It is easy to focus on the more glamorous aspects of the Earth System Model / High Performance Computing intersection: Novel Algorithm Development / Big Models / Glittering Hardware. But one must not forget that the modeling efforts and thus many aspects of the science progress through a constant flux of model history output transformed into the graphs, tables and charts that are the input to day-to-day research efforts. Further, a given line of research requires not one but many simulation runs related by time series and/or parameter variations. All of this implies workflow throughput requirements to accomplish the science.

At the same time, the environments in which these simulations run have been undergoing enormous (and perhaps some would say catastrophic) growth in size and complexity. This complexity drives myriads of interactions between and among system hardware and software components and user applications producing reactions sometimes subtle; sometimes not so. In addition to the loss of individual job executions, these complex interactions can rob workflows of throughput performance in ways that often vary over time. And regardless of time variation, root causes for throughput slow down are typically quite time consuming and difficult to track down.

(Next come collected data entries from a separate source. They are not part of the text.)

//! Query handlers for the session context.

use serde::Serialize;

use crate::domain::state_machine::{SessionStateMachine, StoryState};

/// Read-only view of the live session.
#[derive(Debug, Clone, Serialize)]
pub struct SessionView {
    /// Always `active`; there is no view without a session.
    pub state: StoryState,
    /// The story's opening text.
    pub preamble: String,
    /// Accepted player turns, oldest first.
    pub actions: Vec<String>,
    /// Generated continuations, one per action.
    pub results: Vec<String>,
    /// Identifier of the last save or load.
    pub persistence_id: Option<String>,
    /// Whether save and load are permitted.
    pub upload_enabled: bool,
}

/// Returns a view of the live session, or `None` when no story is in
/// progress.
#[must_use]
pub fn current_session(machine: &SessionStateMachine) -> Option<SessionView> {
    let session = machine.session()?;
    Some(SessionView {
        state: machine.state(),
        preamble: session.preamble().to_owned(),
        actions: session.actions().to_vec(),
        results: session.results().to_vec(),
        persistence_id: session.persistence_id().map(str::to_owned),
        upload_enabled: session.upload_enabled(),
    })
}
//! Health check endpoint.

use axum::extract::State;
use axum::{Json, Router, routing::get};
use serde::Serialize;

use crate::state::AppState;

/// Health check response.
#[derive(Serialize)]
pub struct HealthResponse {
    /// Service status.
    pub status: String,
    /// Service version.
    pub version: String,
    /// Requests waiting for or undergoing generation.
    pub pending: usize,
}

/// GET /health
async fn health_check(State(state): State<AppState>) -> Json<HealthResponse> {
    let status = if state.dispatcher.shutdown_token().is_cancelled() {
        "stopping"
    } else {
        "ok"
    };
    Json(HealthResponse {
        status: status.to_string(),
        version: env!("CARGO_PKG_VERSION").to_string(),
        pending: state.dispatcher.pending(),
    })
}

/// Returns the health check router.
pub fn router() -> Router<AppState> {
    Router::new().route("/health", get(health_check))
}
//! Test engine — an instrumented `GenerationEngine` for tests.

use std::collections::VecDeque;
use std::sync::Mutex;
use std::sync::atomic::{AtomicUsize, Ordering};
use std::time::{Duration, Instant};

use dungeon_core::engine::{CancellationToken, GenerationEngine};
use dungeon_core::error::EngineError;

/// One observed call into the engine.
#[derive(Debug, Clone, PartialEq, Eq)]
pub enum EngineCall {
    /// A `start_story` call.
    Start {
        /// The prompt passed in.
        prompt: String,
        /// The story context passed in.
        context: String,
    },
    /// An `act` call.
    Act {
        /// The prompt passed in.
        prompt: String,
    },
}

impl EngineCall {
    /// The prompt of either call kind.
    #[must_use]
    pub fn prompt(&self) -> &str {
        match self {
            Self::Start { prompt, .. } | Self::Act { prompt } => prompt,
        }
    }

    /// The last non-empty line of the prompt, i.e. the framed action that
    /// triggered the call.
    #[must_use]
    pub fn action_line(&self) -> &str {
        last_line(self.prompt())
    }
}

fn last_line(prompt: &str) -> &str {
    prompt
        .lines()
        .rev()
        .find(|line| !line.trim().is_empty())
        .unwrap_or("")
}

/// An engine that records every call and tracks how many calls overlap.
///
/// Replies come from a scripted queue, falling back to `"result N"` where
/// `N` counts calls from 1. Calls whose action line contains a configured
/// needle can be slowed down or made to fail. A slowed call gives up as
/// soon as its cancellation token fires.
#[derive(Debug, Default)]
pub struct ScriptedEngine {
    replies: Mutex<VecDeque<String>>,
    echo_on_start: bool,
    delays: Vec<(String, Duration)>,
    failures: Vec<String>,
    calls: Mutex<Vec<EngineCall>>,
    in_flight: AtomicUsize,
    max_in_flight: AtomicUsize,
    completed: AtomicUsize,
    cancelled: AtomicUsize,
}

impl ScriptedEngine {
    /// Create an engine that answers every call with `"result N"`.
    #[must_use]
    pub fn new() -> Self {
        Self::default()
    }

    /// Answer calls with `replies` in order before falling back.
    #[must_use]
    pub fn with_replies<I, S>(self, replies: I) -> Self
    where
        I: IntoIterator<Item = S>,
        S: Into<String>,
    {
        *self.replies.lock().unwrap() = replies.into_iter().map(Into::into).collect();
        self
    }

    /// Prefix every `start_story` reply with the prompt, like a generator
    /// that echoes its input.
    #[must_use]
    pub fn echoing_start(mut self) -> Self {
        self.echo_on_start = true;
        self
    }

    /// Sleep for `delay` on calls whose action line contains `needle`,
    /// unless the call is cancelled first.
    #[must_use]
    pub fn with_delay_when(mut self, needle: &str, delay: Duration) -> Self {
        self.delays.push((needle.to_owned(), delay));
        self
    }

    /// Fail calls whose action line contains `needle`.
    #[must_use]
    pub fn failing_when(mut self, needle: &str) -> Self {
        self.failures.push(needle.to_owned());
        self
    }

    /// Returns a snapshot of all calls, in the order they entered.
    ///
    /// # Panics
    ///
    /// Panics if the internal mutex is poisoned.
    pub fn calls(&self) -> Vec<EngineCall> {
        self.calls.lock().unwrap().clone()
    }

    /// The highest number of calls ever observed running at once.
    pub fn max_concurrency(&self) -> usize {
        self.max_in_flight.load(Ordering::SeqCst)
    }

    /// Number of calls that have returned, successfully or not.
    pub fn completed_calls(&self) -> usize {
        self.completed.load(Ordering::SeqCst)
    }

    /// Number of calls that stopped early because they were cancelled.
    pub fn cancelled_calls(&self) -> usize {
        self.cancelled.load(Ordering::SeqCst)
    }

    fn run(&self, call: EngineCall, cancel: &CancellationToken) -> Result<String, EngineError> {
        let now = self.in_flight.fetch_add(1, Ordering::SeqCst) + 1;
        self.max_in_flight.fetch_max(now, Ordering::SeqCst);

        let action = call.action_line().to_owned();
        let ordinal = {
            let mut calls = self.calls.lock().unwrap();
            calls.push(call);
            calls.len()
        };

        let interrupted = self
            .delays
            .iter()
            .find(|(n, _)| action.contains(n.as_str()))
            .is_some_and(|(_, delay)| !sleep_unless_cancelled(*delay, cancel));

        let outcome = if interrupted {
            self.cancelled.fetch_add(1, Ordering::SeqCst);
            Err(EngineError(format!("cancelled while generating {action:?}")))
        } else if self.failures.iter().any(|n| action.contains(n.as_str())) {
            Err(EngineError(format!("model crashed on {action:?}")))
        } else {
            Ok(self
                .replies
                .lock()
                .unwrap()
                .pop_front()
                .unwrap_or_else(|| format!("result {ordinal}")))
        };

        self.in_flight.fetch_sub(1, Ordering::SeqCst);
        self.completed.fetch_add(1, Ordering::SeqCst);
        outcome
    }
}

impl GenerationEngine for ScriptedEngine {
    fn start_story(
        &self,
        prompt: &str,
        context: &str,
        cancel: &CancellationToken,
    ) -> Result<String, EngineError> {
        let reply = self.run(
            EngineCall::Start {
                prompt: prompt.to_owned(),
                context: context.to_owned(),
            },
            cancel,
        )?;
        if self.echo_on_start {
            Ok(format!("{prompt}{reply}"))
        } else {
            Ok(reply)
        }
    }

    fn act(&self, prompt: &str, cancel: &CancellationToken) -> Result<String, EngineError> {
        self.run(
            EngineCall::Act {
                prompt: prompt.to_owned(),
            },
            cancel,
        )
    }
}

/// Sleeps in short slices until `delay` has passed. Returns `false` if
/// `cancel` fired first.
fn sleep_unless_cancelled(delay: Duration, cancel: &CancellationToken) -> bool {
    const SLICE: Duration = Duration::from_millis(5);
    let deadline = Instant::now() + delay;
    loop {
        if cancel.is_cancelled() {
            return false;
        }
        let left = deadline.saturating_duration_since(Instant::now());
        if left.is_zero() {
            return true;
        }
        std::thread::sleep(left.min(SLICE));
    }
}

This talk will review some previous and current efforts at the GFDL to capture and utilize information generated by the workflow itself. While the current state represents progress over the almost 20 years I've worked with the lab, you will readily see that it only encompasses islands of data capture and analysis. Motivated by this body of work and the sometimes painful lessons learned, I will describe efforts to design and build a much more comprehensive workflow data gathering infrastructure to enable detailed throughput analysis. At need the infrastructure must be light weight, non-intrusive and deal gracefully with missing data. Further, the infrastructure must be modular, encapsulated and extensible since economics dictate that it will be deployed in stages and start from simplicity to build complexity. The end goal is to understand and optimize the scientific data production throughput in environments of increasing complexity for I fear that without such analysis capabilities, the ability to run at exascale may do us little good if the throughput is held to petascale levels.